Ninguém sabe, mas é altamente provável que o Hirokazu Kore-eda de Ninguém Sabe (o filme da sua revelação internacional, há quase vinte anos) não volte mais — nem aquela violência, aquela dureza, que o levou, nesse filme, assinar alguns dos momentos de cinema mais alucinantes de toda a produção dos anos 2000 (aquelas cenas com crianças abandonadas e o barulho infernal dos aviões a caminho da pista do aeroporto). Sem mudar muito, tematicamente, o cinema de Kore-eda perdeu isso, tornou-se mais confortável, mais premiável. Donde, a ambivalência com que acolhemos Broker, filme cheio de inteligência e cheio de savoir faire, que prolonga as preocupações de Kore-eda (famílias “extraordinárias”, por oposição a famílias “tradicionais”, e as questões de classe, a partir de uma sobrevivência na margem da lei para os mais desfavorecidos), ao mesmo tempo que mostra a sua capacidade de adaptação (trata-se de um filme feito na Coreia, na facção de “prestígio” da florescente indústria coreana, a mesma que deu Parasitas e onde se move Bong Joon-Ho).
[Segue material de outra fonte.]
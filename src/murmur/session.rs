//! Authenticated session against one Murmur virtual server.

use super::error::RemoteError;
use super::types::{
    read_acl_snapshot, read_name_map, read_user_info_map, write_acl_list, write_group_list,
    write_user_info_map, AclEntry, AclSnapshot, Group, NameMap, UserInfoMap,
};
use super::AdminServer;
use crate::ice::{Connection, Encapsulation, IceError, Identity, OperationMode, OutputStream};
use std::fmt;
use std::time::Duration;
use thiserror::Error;

pub const DEFAULT_ICE_PORT: u16 = 6502;

/// Context key the server reads the write secret from.
const SECRET_CONTEXT_KEY: &str = "secret";

/// Everything needed to open a session.
#[derive(Clone)]
pub struct SessionSettings {
    pub host: String,
    pub port: u16,
    /// Empty means no secret is sent.
    pub secret: String,
    pub server_id: i32,
    /// Slice module the servants are declared in (`Murmur` or `MumbleServer`).
    pub module: String,
    pub connect_timeout: Option<Duration>,
}

impl fmt::Debug for SessionSettings {
    fn fmt(&self, f: &mut fmt::Formatter<'_>) -> fmt::Result {
        f.debug_struct("SessionSettings")
            .field("host", &self.host)
            .field("port", &self.port)
            .field("secret", &if self.secret.is_empty() { "" } else { "<redacted>" })
            .field("server_id", &self.server_id)
            .field("module", &self.module)
            .field("connect_timeout", &self.connect_timeout)
            .finish()
    }
}

/// Fatal failures while opening the session.
#[derive(Debug, Error)]
pub enum SessionError {
    #[error(transparent)]
    Connect(IceError),
    #[error("Cannot cast ICE proxy to {module}.Meta - wrong host/port?")]
    NotMeta { module: String },
    #[error("getServer({server_id}) returned null - is virtual server {server_id} running?")]
    ServerNotRunning { server_id: i32 },
    #[error("{operation} failed: {source}")]
    Remote {
        operation: &'static str,
        #[source]
        source: RemoteError,
    },
}

/// Open connection plus the resolved server servant.
///
/// A connection lost mid-session is reopened on the next call, with the
/// secret restored and the server proxy resolved again. Dropping the session
/// closes the connection.
pub struct RemoteSession {
    connection: Connection,
    settings: SessionSettings,
    server: Identity,
}

impl RemoteSession {
    pub fn establish(settings: &SessionSettings) -> Result<Self, SessionError> {
        let mut connection = open_connection(settings).map_err(SessionError::Connect)?;

        let meta_type_id = format!("::{}::Meta", settings.module);
        let is_meta = check_type(&mut connection, &meta_identity(), &meta_type_id).map_err(
            |source| SessionError::Remote {
                operation: "ice_isA",
                source: RemoteError::from_ice(&settings.module, source),
            },
        )?;
        if !is_meta {
            return Err(SessionError::NotMeta {
                module: settings.module.clone(),
            });
        }

        let server = resolve_server(&mut connection, settings).map_err(|source| {
            SessionError::Remote {
                operation: "getServer",
                source,
            }
        })?;
        let Some(server) = server else {
            return Err(SessionError::ServerNotRunning {
                server_id: settings.server_id,
            });
        };

        tracing::info!(
            endpoint = connection.endpoint(),
            server = %server,
            server_id = settings.server_id,
            "murmur session established"
        );
        Ok(Self {
            connection,
            settings: settings.clone(),
            server,
        })
    }

    pub fn server_id(&self) -> i32 {
        self.settings.server_id
    }

    /// Releases the connection. Dropping the session does the same.
    pub fn close(mut self) -> Result<(), IceError> {
        self.connection.close()
    }

    /// Replaces a lost connection. The server must still be running.
    fn reconnect(&mut self) -> Result<(), RemoteError> {
        tracing::info!(
            endpoint = self.connection.endpoint(),
            "ice connection lost; reconnecting"
        );
        let mut connection = open_connection(&self.settings)?;
        let server = resolve_server(&mut connection, &self.settings)?.ok_or_else(|| {
            IceError::Protocol(format!(
                "getServer({}) returned null after reconnect",
                self.settings.server_id
            ))
        })?;
        self.connection = connection;
        self.server = server;
        Ok(())
    }

    fn call(
        &mut self,
        operation: &str,
        mode: OperationMode,
        params: OutputStream,
    ) -> Result<Encapsulation, RemoteError> {
        if self.connection.is_closed() {
            self.reconnect()?;
        }
        tracing::debug!(operation, server = %self.server, "invoking remote procedure");
        let result = self
            .connection
            .invoke(&self.server, operation, mode, params.as_bytes());
        let result = match result {
            Err(err) if err.is_retryable(mode) => {
                tracing::warn!(operation, error = %err, "retrying on a new connection");
                self.reconnect()?;
                self.connection
                    .invoke(&self.server, operation, mode, params.as_bytes())
            }
            other => other,
        };
        result.map_err(|err| RemoteError::from_ice(&self.settings.module, err))
    }
}

fn meta_identity() -> Identity {
    Identity::new("Meta")
}

fn open_connection(settings: &SessionSettings) -> Result<Connection, IceError> {
    let mut connection =
        Connection::connect(&settings.host, settings.port, settings.connect_timeout)?;
    if !settings.secret.is_empty() {
        connection.put_implicit_context(SECRET_CONTEXT_KEY, &settings.secret);
    }
    Ok(connection)
}

fn check_type(
    connection: &mut Connection,
    identity: &Identity,
    type_id: &str,
) -> Result<bool, IceError> {
    let mut params = OutputStream::new();
    params.write_string(type_id);
    let reply = connection.invoke(identity, "ice_isA", OperationMode::Nonmutating, params.as_bytes())?;
    Ok(reply.stream().read_bool()?)
}

/// Asks `Meta` for the configured virtual server; `None` when it is not
/// running.
fn resolve_server(
    connection: &mut Connection,
    settings: &SessionSettings,
) -> Result<Option<Identity>, RemoteError> {
    let mut params = OutputStream::new();
    params.write_int(settings.server_id);
    let reply = connection
        .invoke(&meta_identity(), "getServer", OperationMode::Idempotent, params.as_bytes())
        .map_err(|err| RemoteError::from_ice(&settings.module, err))?;
    Ok(read_proxy_identity(&reply)?)
}

/// Reads a proxy return value; `None` for a null proxy. Only the identity is
/// needed since calls go over the existing connection.
fn read_proxy_identity(reply: &Encapsulation) -> Result<Option<Identity>, IceError> {
    let identity = reply.stream().read_identity()?;
    if identity.name.is_empty() {
        Ok(None)
    } else {
        Ok(Some(identity))
    }
}

impl AdminServer for RemoteSession {
    fn register_user(&mut self, info: &UserInfoMap) -> Result<i32, RemoteError> {
        let mut params = OutputStream::new();
        write_user_info_map(&mut params, info);
        let reply = self.call("registerUser", OperationMode::Normal, params)?;
        Ok(reply.stream().read_int().map_err(IceError::from)?)
    }

    fn unregister_user(&mut self, user_id: i32) -> Result<(), RemoteError> {
        let mut params = OutputStream::new();
        params.write_int(user_id);
        self.call("unregisterUser", OperationMode::Normal, params)?;
        Ok(())
    }

    fn update_registration(
        &mut self,
        user_id: i32,
        info: &UserInfoMap,
    ) -> Result<(), RemoteError> {
        let mut params = OutputStream::new();
        params.write_int(user_id);
        write_user_info_map(&mut params, info);
        self.call("updateRegistration", OperationMode::Normal, params)?;
        Ok(())
    }

    fn get_registered_users(&mut self, filter: &str) -> Result<NameMap, RemoteError> {
        let mut params = OutputStream::new();
        params.write_string(filter);
        let reply = self.call("getRegisteredUsers", OperationMode::Idempotent, params)?;
        Ok(read_name_map(&mut reply.stream()).map_err(IceError::from)?)
    }

    fn set_acl(
        &mut self,
        channel_id: i32,
        acls: &[AclEntry],
        groups: &[Group],
        inherit: bool,
    ) -> Result<(), RemoteError> {
        let mut params = OutputStream::new();
        params.write_int(channel_id);
        write_acl_list(&mut params, acls);
        write_group_list(&mut params, groups);
        params.write_bool(inherit);
        self.call("setACL", OperationMode::Normal, params)?;
        Ok(())
    }

    fn get_acl(&mut self, channel_id: i32) -> Result<AclSnapshot, RemoteError> {
        let mut params = OutputStream::new();
        params.write_int(channel_id);
        let reply = self.call("getACL", OperationMode::Idempotent, params)?;
        Ok(read_acl_snapshot(&mut reply.stream()).map_err(IceError::from)?)
    }

    fn get_registration(&mut self, user_id: i32) -> Result<UserInfoMap, RemoteError> {
        let mut params = OutputStream::new();
        params.write_int(user_id);
        let reply = self.call("getRegistration", OperationMode::Idempotent, params)?;
        Ok(read_user_info_map(&mut reply.stream()).map_err(IceError::from)?)
    }
}
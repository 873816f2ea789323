pub mod config;
pub mod ice;
pub mod ipc;
pub mod murmur;
mod telemetry;

pub use telemetry::{init_tracing, log_content_enabled, redact_params};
Mas pode-se perguntar se, em Broker, se vê mais Kore-eda ou mais produção de prestígio da indústria coreana, e a resposta a essa pergunta é o ponto central da ambivalência, porque Koreeda adapta-se tão bem (ou tão mal) que ao longo do visionamento temos que fazer um esforço periódico para nos lembrarmos que estamos a ver um filme dele e não, por exemplo, de Bong Joon-Ho (a presença, como protagonista masculino, de Song Kang-Ho, um dos principais actores de Parasitas, facilita isto, ou complica isto).